- Task to carry out: Show every line from the entries that follow which holds the word "tail".

- Dataset entries:

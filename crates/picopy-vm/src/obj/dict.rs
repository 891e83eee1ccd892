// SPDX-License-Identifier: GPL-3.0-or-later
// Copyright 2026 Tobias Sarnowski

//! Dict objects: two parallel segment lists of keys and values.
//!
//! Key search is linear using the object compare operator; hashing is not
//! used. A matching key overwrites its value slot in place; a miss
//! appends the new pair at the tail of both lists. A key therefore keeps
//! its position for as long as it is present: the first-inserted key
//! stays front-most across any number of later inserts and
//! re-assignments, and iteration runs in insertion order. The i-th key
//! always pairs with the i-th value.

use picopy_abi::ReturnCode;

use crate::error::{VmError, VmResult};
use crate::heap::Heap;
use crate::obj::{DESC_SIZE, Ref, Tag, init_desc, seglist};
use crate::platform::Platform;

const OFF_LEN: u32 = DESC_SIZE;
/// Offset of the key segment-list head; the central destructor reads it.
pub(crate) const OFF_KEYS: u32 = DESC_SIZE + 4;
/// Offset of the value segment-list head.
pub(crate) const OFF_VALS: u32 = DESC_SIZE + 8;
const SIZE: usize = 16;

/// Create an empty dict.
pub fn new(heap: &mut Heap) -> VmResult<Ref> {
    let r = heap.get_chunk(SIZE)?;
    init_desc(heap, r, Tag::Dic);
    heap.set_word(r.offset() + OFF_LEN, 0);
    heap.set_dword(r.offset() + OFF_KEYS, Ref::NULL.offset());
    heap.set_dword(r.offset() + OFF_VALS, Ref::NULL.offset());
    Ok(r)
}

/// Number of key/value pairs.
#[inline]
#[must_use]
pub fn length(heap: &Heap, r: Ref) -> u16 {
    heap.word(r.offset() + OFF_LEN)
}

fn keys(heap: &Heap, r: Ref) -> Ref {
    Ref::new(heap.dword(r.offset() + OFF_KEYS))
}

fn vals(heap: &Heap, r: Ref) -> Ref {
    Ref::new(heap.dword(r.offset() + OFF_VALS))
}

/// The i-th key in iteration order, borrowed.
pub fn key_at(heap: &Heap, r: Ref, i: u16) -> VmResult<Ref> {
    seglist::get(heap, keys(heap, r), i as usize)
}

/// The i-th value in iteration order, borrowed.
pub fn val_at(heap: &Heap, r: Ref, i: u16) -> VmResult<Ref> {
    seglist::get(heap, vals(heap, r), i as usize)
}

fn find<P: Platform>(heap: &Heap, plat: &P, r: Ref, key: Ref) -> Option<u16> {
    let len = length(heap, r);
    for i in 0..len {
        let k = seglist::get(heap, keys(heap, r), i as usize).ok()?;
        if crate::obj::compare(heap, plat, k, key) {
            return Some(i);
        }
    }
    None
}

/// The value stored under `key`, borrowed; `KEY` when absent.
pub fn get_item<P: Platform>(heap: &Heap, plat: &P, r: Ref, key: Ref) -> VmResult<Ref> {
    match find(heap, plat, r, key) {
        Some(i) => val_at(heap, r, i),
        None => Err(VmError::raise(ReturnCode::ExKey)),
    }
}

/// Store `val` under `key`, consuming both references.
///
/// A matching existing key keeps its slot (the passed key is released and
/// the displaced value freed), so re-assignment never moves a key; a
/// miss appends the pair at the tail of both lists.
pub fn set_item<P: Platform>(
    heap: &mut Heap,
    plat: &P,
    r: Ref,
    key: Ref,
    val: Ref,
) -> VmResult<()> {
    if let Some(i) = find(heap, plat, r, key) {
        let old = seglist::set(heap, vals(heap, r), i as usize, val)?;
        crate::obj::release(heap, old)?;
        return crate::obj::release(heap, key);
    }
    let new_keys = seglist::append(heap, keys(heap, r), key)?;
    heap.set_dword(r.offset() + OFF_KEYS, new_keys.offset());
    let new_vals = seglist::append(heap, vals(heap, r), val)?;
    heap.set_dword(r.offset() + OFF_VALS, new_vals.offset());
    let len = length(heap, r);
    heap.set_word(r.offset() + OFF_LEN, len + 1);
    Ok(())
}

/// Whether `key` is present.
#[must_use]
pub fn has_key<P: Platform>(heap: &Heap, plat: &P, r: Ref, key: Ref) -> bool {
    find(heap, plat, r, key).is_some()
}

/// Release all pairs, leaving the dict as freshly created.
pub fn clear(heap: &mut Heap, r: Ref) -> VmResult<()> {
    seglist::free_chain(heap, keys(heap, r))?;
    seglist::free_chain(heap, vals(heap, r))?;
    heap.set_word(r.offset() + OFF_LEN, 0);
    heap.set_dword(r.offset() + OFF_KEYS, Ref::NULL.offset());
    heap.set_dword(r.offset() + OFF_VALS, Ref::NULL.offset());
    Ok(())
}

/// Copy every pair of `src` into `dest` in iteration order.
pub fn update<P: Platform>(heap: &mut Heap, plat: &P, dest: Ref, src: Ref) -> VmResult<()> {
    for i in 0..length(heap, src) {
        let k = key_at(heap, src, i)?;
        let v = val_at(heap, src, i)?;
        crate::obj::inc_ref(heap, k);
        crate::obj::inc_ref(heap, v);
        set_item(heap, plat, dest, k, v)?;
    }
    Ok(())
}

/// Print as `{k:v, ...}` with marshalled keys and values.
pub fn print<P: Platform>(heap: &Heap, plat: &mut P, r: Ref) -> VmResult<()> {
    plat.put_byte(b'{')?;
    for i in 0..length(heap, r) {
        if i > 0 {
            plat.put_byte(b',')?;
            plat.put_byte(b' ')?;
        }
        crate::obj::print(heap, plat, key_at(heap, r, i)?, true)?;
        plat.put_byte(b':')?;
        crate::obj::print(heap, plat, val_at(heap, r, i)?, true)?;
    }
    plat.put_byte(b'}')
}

- Answer space:
//! appends the new pair at the tail of both lists. A key therefore keeps
/// miss appends the pair at the tail of both lists.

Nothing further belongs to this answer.